WHAT IS BEING ASKED -> From the data below, return all lines holding the string "updated".

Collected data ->
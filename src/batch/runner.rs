//! Concurrency-limited execution of independent async tasks.

use std::collections::VecDeque;
use std::future::Future;
use std::pin::Pin;

use tokio::task::{JoinError, JoinSet};

/// A unit of async work producing a value.
///
/// A task does nothing until the runner spawns it.
pub type Task<T, E> = Pin<Box<dyn Future<Output = Result<T, E>> + Send + 'static>>;

/// Boxes a future into a [`Task`].
pub fn task<T, E, F>(future: F) -> Task<T, E>
where
    F: Future<Output = Result<T, E>> + Send + 'static,
{
    Box::pin(future)
}

/// Runs tasks in consecutive chunks of at most `concurrency_limit`.
///
/// All tasks of a chunk are spawned together and the chunk completes before
/// the next one starts, so no more than `concurrency_limit` tasks are ever in
/// flight. Results of a chunk come back in submission order regardless of
/// completion order.
///
/// Chunks start only when [`next_chunk`](Self::next_chunk) is called. A
/// runner can be consumed once: tasks are never replayed. The first failure
/// aborts the rest of its chunk and drops every later chunk.
///
/// # Example
///
/// ```rust
/// use moysklad::batch::{task, TaskRunner};
///
/// # tokio_test::block_on(async {
/// let tasks = (0..5).map(|i| task(async move { Ok::<_, tokio::task::JoinError>(i * 10) }));
/// let mut runner = TaskRunner::new(tasks, 2);
///
/// assert_eq!(runner.next_chunk().await.unwrap().unwrap(), vec![0, 10]);
/// assert_eq!(runner.next_chunk().await.unwrap().unwrap(), vec![20, 30]);
/// assert_eq!(runner.next_chunk().await.unwrap().unwrap(), vec![40]);
/// assert!(runner.next_chunk().await.is_none());
/// # });
/// ```
pub struct TaskRunner<T, E> {
    pending: VecDeque<Task<T, E>>,
    concurrency_limit: usize,
}

impl<T, E> TaskRunner<T, E>
where
    T: Send + 'static,
    E: From<JoinError> + Send + 'static,
{
    /// Creates a runner over `tasks`. A limit of 0 is treated as 1.
    pub fn new(tasks: impl IntoIterator<Item = Task<T, E>>, concurrency_limit: usize) -> Self {
        Self {
            pending: tasks.into_iter().collect(),
            concurrency_limit: concurrency_limit.max(1),
        }
    }

    /// Returns the number of tasks not yet started.
    #[must_use]
    pub fn remaining(&self) -> usize {
        self.pending.len()
    }

    /// Runs the next chunk and returns its results in submission order.
    ///
    /// Returns `None` once every task has been consumed.
    ///
    /// # Errors
    ///
    /// Yields `Some(Err(_))` with the first task error, or with a
    /// [`JoinError`] if a task panicked. Remaining tasks are discarded.
    pub async fn next_chunk(&mut self) -> Option<Result<Vec<T>, E>> {
        if self.pending.is_empty() {
            return None;
        }

        let size = self.concurrency_limit.min(self.pending.len());
        let mut set = JoinSet::new();
        for (index, task) in self.pending.drain(..size).enumerate() {
            set.spawn(async move { (index, task.await) });
        }

        let mut slots: Vec<Option<T>> = std::iter::repeat_with(|| None).take(size).collect();
        while let Some(joined) = set.join_next().await {
            let failure = match joined {
                Ok((index, Ok(value))) => {
                    slots[index] = Some(value);
                    continue;
                }
                Ok((_, Err(err))) => err,
                Err(join_err) => E::from(join_err),
            };
            // dropping the set aborts the tasks still running
            self.pending.clear();
            return Some(Err(failure));
        }

        Some(Ok(slots.into_iter().flatten().collect()))
    }

    /// Runs every chunk and concatenates the results.
    ///
    /// # Errors
    ///
    /// Returns the first error encountered.
    pub async fn run_all(mut self) -> Result<Vec<T>, E> {
        let mut results = Vec::with_capacity(self.pending.len());
        while let Some(chunk) = self.next_chunk().await {
            results.extend(chunk?);
        }
        Ok(results)
    }
}

impl<T, E> std::fmt::Debug for TaskRunner<T, E> {
    fn fmt(&self, f: &mut std::fmt::Formatter<'_>) -> std::fmt::Result {
        f.debug_struct("TaskRunner")
            .field("pending", &self.pending.len())
            .field("concurrency_limit", &self.concurrency_limit)
            .finish()
    }
}
//! Serde helpers for the API's timestamp format.
//!
//! Timestamps look like `2024-03-01 12:30:45.123`: local server time, no
//! zone, millisecond precision. Parsing also accepts values without the
//! fractional part.
//!
//! ```rust
//! use chrono::NaiveDateTime;
//! use serde::Deserialize;
//!
//! #[derive(Deserialize)]
//! struct Row {
//!     #[serde(default, with = "moysklad::rest::datetime::option")]
//!     updated: Option<NaiveDateTime>,
//! }
//!
//! let row: Row = serde_json::from_str(r#"{"updated": "2024-03-01 12:30:45.123"}"#).unwrap();
//! assert_eq!(row.updated.unwrap().to_string(), "2024-03-01 12:30:45.123");
//! ```

use chrono::NaiveDateTime;

/// Output format.
pub const FORMAT: &str = "%Y-%m-%d %H:%M:%S%.3f";

// `%.f` makes the fraction optional when parsing.
const PARSE_FORMAT: &str = "%Y-%m-%d %H:%M:%S%.f";

/// Parses an API timestamp.
///
/// # Errors
///
/// Returns a [`chrono::ParseError`] if `value` is not in the API format.
pub fn parse(value: &str) -> Result<NaiveDateTime, chrono::ParseError> {
    NaiveDateTime::parse_from_str(value, PARSE_FORMAT)
}

/// Formats a timestamp in the API format.
#[must_use]
pub fn format(value: &NaiveDateTime) -> String {
    value.format(FORMAT).to_string()
}

/// `#[serde(with = "...")]` module for `NaiveDateTime` fields.
pub mod required {
    use chrono::NaiveDateTime;
    use serde::{de, Deserialize, Deserializer, Serializer};

    /// Serializes in the API format.
    ///
    /// # Errors
    ///
    /// Propagates serializer errors.
    pub fn serialize<S: Serializer>(value: &NaiveDateTime, serializer: S) -> Result<S::Ok, S::Error> {
        serializer.serialize_str(&super::format(value))
    }

    /// Deserializes from the API format.
    ///
    /// # Errors
    ///
    /// Fails if the string is not a valid API timestamp.
    pub fn deserialize<'de, D: Deserializer<'de>>(deserializer: D) -> Result<NaiveDateTime, D::Error> {
        let raw = String::deserialize(deserializer)?;
        super::parse(&raw).map_err(de::Error::custom)
    }
}

/// `#[serde(with = "...")]` module for `Option<NaiveDateTime>` fields.
pub mod option {
    use chrono::NaiveDateTime;
    use serde::{de, Deserialize, Deserializer, Serializer};

    /// Serializes in the API format, or `null`.
    ///
    /// # Errors
    ///
    /// Propagates serializer errors.
    pub fn serialize<S: Serializer>(
        value: &Option<NaiveDateTime>,
        serializer: S,
    ) -> Result<S::Ok, S::Error> {
        match value {
            Some(value) => serializer.serialize_str(&super::format(value)),
            None => serializer.serialize_none(),
        }
    }

    /// Deserializes from the API format or `null`.
    ///
    /// # Errors
    ///
    /// Fails if a present string is not a valid API timestamp.
    pub fn deserialize<'de, D: Deserializer<'de>>(
        deserializer: D,
    ) -> Result<Option<NaiveDateTime>, D::Error> {
        Option::<String>::deserialize(deserializer)?
            .map(|raw| super::parse(&raw).map_err(de::Error::custom))
            .transpose()
    }
}
//! Authentication types for the MoySklad API SDK.
//!
//! A client authenticates every request with a single [`AuthCredential`]:
//!
//! - [`AuthCredential::Basic`]: login and password, sent as
//!   `Authorization: Basic <base64(login:password)>`
//! - [`AuthCredential::Token`]: an access token, sent as
//!   `Authorization: Bearer <token>`
//!
//! Credentials are immutable once the client is built.

mod credential;

pub use credential::AuthCredential;
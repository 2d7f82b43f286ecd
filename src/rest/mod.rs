//! Typed entity access on top of the request client.
//!
//! # Overview
//!
//! - [`Entity`]: Trait giving an entity type `list`, `all`, `get`, `create`,
//!   `update`, `delete` and `metadata`
//! - [`list_page`] / [`fetch_all`]: The same operations for any path, with
//!   any row type
//! - [`EntityMeta`] / [`EntityRef`]: The `meta` object and entity references
//! - [`datetime`]: Serde helpers for the API's timestamp format
//! - [`resources`]: Entity types ([`resources::Product`],
//!   [`resources::Counterparty`])
//!
//! # Example
//!
//! ```rust,ignore
//! use moysklad::rest::{resources::Counterparty, Entity};
//! use moysklad::query::{ExpandTree, PageRequestOptions};
//!
//! let page = Counterparty::list(&client, &PageRequestOptions::new().limit(10)).await?;
//! let everything = Counterparty::all(&client, &PageRequestOptions::new()).await?;
//!
//! let expand = ExpandTree::new().field("owner", true);
//! let one = Counterparty::get(&client, "12a8b923", Some(&expand)).await?;
//! ```

pub mod datetime;
mod entity;
mod meta;
pub mod resources;

pub use entity::{fetch_all, list_page, Entity};
pub use meta::{EntityMeta, EntityRef};
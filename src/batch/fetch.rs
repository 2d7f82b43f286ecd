//! Fetching every page of a collection.

use std::future::Future;

use crate::batch::page::{CollectionResult, Page};
use crate::batch::runner::{task, TaskRunner};
use crate::clients::{HttpClient, HttpError};
use crate::config::BatchOptions;

/// Fetches every row of a collection.
///
/// `fetch` is called with `(limit, offset)` and must return the page at that
/// offset. The first page is fetched on its own; its `meta.size` decides how
/// many more pages exist. The remaining pages run through a [`TaskRunner`]
/// bounded by the concurrency limit, and their rows are appended in
/// ascending offset order.
///
/// The page size is `page_limit`, or `expanded_page_limit` when
/// `uses_expand` is set.
///
/// # Errors
///
/// Returns the first error raised by `fetch` or by a panicked page task.
/// No partial result is returned.
///
/// # Example
///
/// ```rust
/// use moysklad::batch::{batch_get, Page, PageMeta};
/// use moysklad::{BatchOptions, HttpError};
/// use serde_json::Value;
///
/// # tokio_test::block_on(async {
/// let options = BatchOptions::new(2, 2, 3).unwrap();
/// let result = batch_get(
///     &options,
///     |limit, offset| async move {
///         let rows = (offset..(offset + limit).min(5)).collect();
///         Ok::<_, HttpError>(Page {
///             context: Value::Null,
///             meta: PageMeta { size: 5, limit, offset, ..PageMeta::default() },
///             rows,
///         })
///     },
///     false,
/// )
/// .await
/// .unwrap();
///
/// assert_eq!(result.rows, vec![0, 1, 2, 3, 4]);
/// # });
/// ```
pub async fn batch_get<T, F, Fut>(
    options: &BatchOptions,
    fetch: F,
    uses_expand: bool,
) -> Result<CollectionResult<T>, HttpError>
where
    T: Send + 'static,
    F: Fn(u32, u32) -> Fut,
    Fut: Future<Output = Result<Page<T>, HttpError>> + Send + 'static,
{
    let limit = options.limit_for(uses_expand);
    let first = fetch(limit, 0).await?;

    let size = first.meta.size;
    let offsets = page_offsets(size, limit);
    tracing::debug!(size, limit, extra_pages = offsets.len(), "Fetching collection");

    let mut rows = first.rows;
    let context = first.context;

    let tasks = offsets.into_iter().map(|offset| task(fetch(limit, offset)));
    let mut runner = TaskRunner::new(tasks, options.concurrency_limit());
    while let Some(chunk) = runner.next_chunk().await {
        for page in chunk? {
            rows.extend(page.rows);
        }
    }

    Ok(CollectionResult { rows, context })
}

/// Offsets of every page after the first: `limit, 2*limit, ...` below `size`.
fn page_offsets(size: u32, limit: u32) -> Vec<u32> {
    let limit = limit.max(1);
    let mut offsets = Vec::new();
    let mut offset = limit;
    while offset < size {
        offsets.push(offset);
        offset = offset.saturating_add(limit);
    }
    offsets
}

impl HttpClient {
    /// Fetches every row of a collection using this client's batch options.
    ///
    /// See [`batch_get`] for the algorithm.
    ///
    /// # Errors
    ///
    /// Returns the first error raised by any page fetch.
    pub async fn batch_get<T, F, Fut>(
        &self,
        fetch: F,
        uses_expand: bool,
    ) -> Result<CollectionResult<T>, HttpError>
    where
        T: Send + 'static,
        F: Fn(u32, u32) -> Fut,
        Fut: Future<Output = Result<Page<T>, HttpError>> + Send + 'static,
    {
        batch_get(self.config().batch_options(), fetch, uses_expand).await
    }
}
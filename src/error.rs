//! Error types for SDK configuration.
//!
//! Configuration constructors return `Result<T, ConfigError>` so that an
//! invalid client can never be built. Request-time failures live in
//! [`crate::clients::HttpError`].
//!
//! # Example
//!
//! ```rust
//! use moysklad::{AuthCredential, ConfigError};
//!
//! let result = AuthCredential::token("");
//! assert!(matches!(result, Err(ConfigError::EmptyToken)));
//! ```

use thiserror::Error;

/// Errors that can occur while building a client configuration.
#[derive(Debug, Error, Clone, PartialEq, Eq)]
pub enum ConfigError {
    /// Access token cannot be empty.
    #[error("Access token cannot be empty. Please provide a valid MoySklad access token.")]
    EmptyToken,

    /// Login cannot be empty for basic authentication.
    #[error("Login cannot be empty. Please provide a valid MoySklad login.")]
    EmptyLogin,

    /// User agent cannot be empty.
    #[error("User agent cannot be empty.")]
    EmptyUserAgent,

    /// Base URL is invalid.
    #[error("Invalid base URL '{url}'. Please provide an absolute URL with scheme (e.g., 'https://api.moysklad.ru/api/remap/1.2').")]
    InvalidBaseUrl {
        /// The invalid URL that was provided.
        url: String,
    },

    /// A batch option is out of range.
    #[error("Invalid batch option '{field}': {reason}")]
    InvalidBatchOption {
        /// The name of the offending option.
        field: &'static str,
        /// Why the value was rejected.
        reason: String,
    },

    /// A required field is missing.
    #[error("Missing required field: '{field}'. This field must be set before building the configuration.")]
    MissingRequiredField {
        /// The name of the missing field.
        field: &'static str,
    },
}
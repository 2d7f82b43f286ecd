//! The [`Entity`] trait: CRUD and listing for one entity type.
//!
//! Implementors name their endpoint; the trait supplies every operation on
//! top of [`HttpClient`], the query composer and the batch engine.
//!
//! # Implementing an Entity
//!
//! ```rust,ignore
//! use moysklad::rest::Entity;
//! use serde::{Deserialize, Serialize};
//!
//! #[derive(Debug, Clone, Serialize, Deserialize)]
//! pub struct Store {
//!     pub id: Option<String>,
//!     pub name: Option<String>,
//! }
//!
//! impl Entity for Store {
//!     const NAME: &'static str = "store";
//!     const PATH: &'static str = "entity/store";
//! }
//!
//! let stores = Store::all(&client, &PageRequestOptions::new()).await?;
//! ```

use serde::{de::DeserializeOwned, Serialize};
use serde_json::Value;

use crate::batch::{CollectionResult, Page};
use crate::clients::{HttpClient, HttpError, RequestPath};
use crate::query::{compose_search_parameters, ExpandTree, PageRequestOptions};

/// An entity type exposed under a fixed endpoint.
///
/// Every method issues plain requests through the client, so failures are
/// the client's [`HttpError`]s.
#[allow(async_fn_in_trait)]
pub trait Entity: Serialize + DeserializeOwned + Send + Sync + Sized + 'static {
    /// Entity type name as it appears in `meta.type` (e.g. `product`).
    const NAME: &'static str;

    /// Endpoint path under the base URL (e.g. `entity/product`).
    const PATH: &'static str;

    /// Fetches one page.
    ///
    /// # Errors
    ///
    /// Returns [`HttpError::Query`] for an invalid expand tree, or any
    /// request error.
    async fn list(client: &HttpClient, options: &PageRequestOptions) -> Result<Page<Self>, HttpError> {
        list_page(client, Self::PATH, options).await
    }

    /// Fetches every row of the collection concurrently.
    ///
    /// Pagination in `options` is replaced by the batch page window; all
    /// other options apply to every page.
    ///
    /// # Errors
    ///
    /// Returns the first error raised by any page request.
    async fn all(
        client: &HttpClient,
        options: &PageRequestOptions,
    ) -> Result<CollectionResult<Self>, HttpError> {
        fetch_all(client, Self::PATH, options).await
    }

    /// Fetches one entity by id.
    ///
    /// # Errors
    ///
    /// Returns [`HttpError::Api`] with status 404 if it does not exist.
    async fn get(
        client: &HttpClient,
        id: &str,
        expand: Option<&ExpandTree>,
    ) -> Result<Self, HttpError> {
        let options = PageRequestOptions {
            expand: expand.cloned(),
            ..PageRequestOptions::default()
        };
        let params = compose_search_parameters(&options)?;
        client.get([Self::PATH, id], params).await?.json()
    }

    /// Creates the entity and returns the server's representation.
    ///
    /// # Errors
    ///
    /// Returns any request or decode error.
    async fn create(&self, client: &HttpClient) -> Result<Self, HttpError> {
        client.post(Self::PATH, self, None).await?.json()
    }

    /// Updates entity `id` with the fields set in `changes`.
    ///
    /// # Errors
    ///
    /// Returns any request or decode error.
    async fn update(client: &HttpClient, id: &str, changes: &Self) -> Result<Self, HttpError> {
        client.put([Self::PATH, id], changes, None).await?.json()
    }

    /// Deletes entity `id`.
    ///
    /// # Errors
    ///
    /// Returns any request error.
    async fn delete(client: &HttpClient, id: &str) -> Result<(), HttpError> {
        client.delete([Self::PATH, id], None).await?;
        Ok(())
    }

    /// Fetches the metadata of this entity type (attributes, states, ...).
    ///
    /// # Errors
    ///
    /// Returns any request or decode error.
    async fn metadata(client: &HttpClient) -> Result<Value, HttpError> {
        client.get([Self::PATH, "metadata"], None).await?.json()
    }
}

/// Fetches one page of any list endpoint.
///
/// # Errors
///
/// Returns [`HttpError::Query`] for an invalid expand tree, or any request
/// or decode error.
pub async fn list_page<T: DeserializeOwned>(
    client: &HttpClient,
    path: impl Into<RequestPath>,
    options: &PageRequestOptions,
) -> Result<Page<T>, HttpError> {
    let params = compose_search_parameters(options)?;
    client.get(path, params).await?.json()
}

/// Fetches every row of any list endpoint through [`HttpClient::batch_get`].
///
/// # Errors
///
/// Returns the first error raised by any page request.
pub async fn fetch_all<T>(
    client: &HttpClient,
    path: impl Into<RequestPath>,
    options: &PageRequestOptions,
) -> Result<CollectionResult<T>, HttpError>
where
    T: DeserializeOwned + Send + 'static,
{
    // fail before the first request if the options cannot be encoded
    compose_search_parameters(options)?;

    let path = path.into();
    client
        .batch_get(
            |limit, offset| {
                let client = client.clone();
                let path = path.clone();
                let options = options.clone().limit(limit).offset(offset);
                async move { list_page(&client, path, &options).await }
            },
            options.uses_expand(),
        )
        .await
}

RESULT OF THE TASK ->
//!     updated: Option<NaiveDateTime>,
//! let row: Row = serde_json::from_str(r#"{"updated": "2024-03-01 12:30:45.123"}"#).unwrap();
//! assert_eq!(row.updated.unwrap().to_string(), "2024-03-01 12:30:45.123");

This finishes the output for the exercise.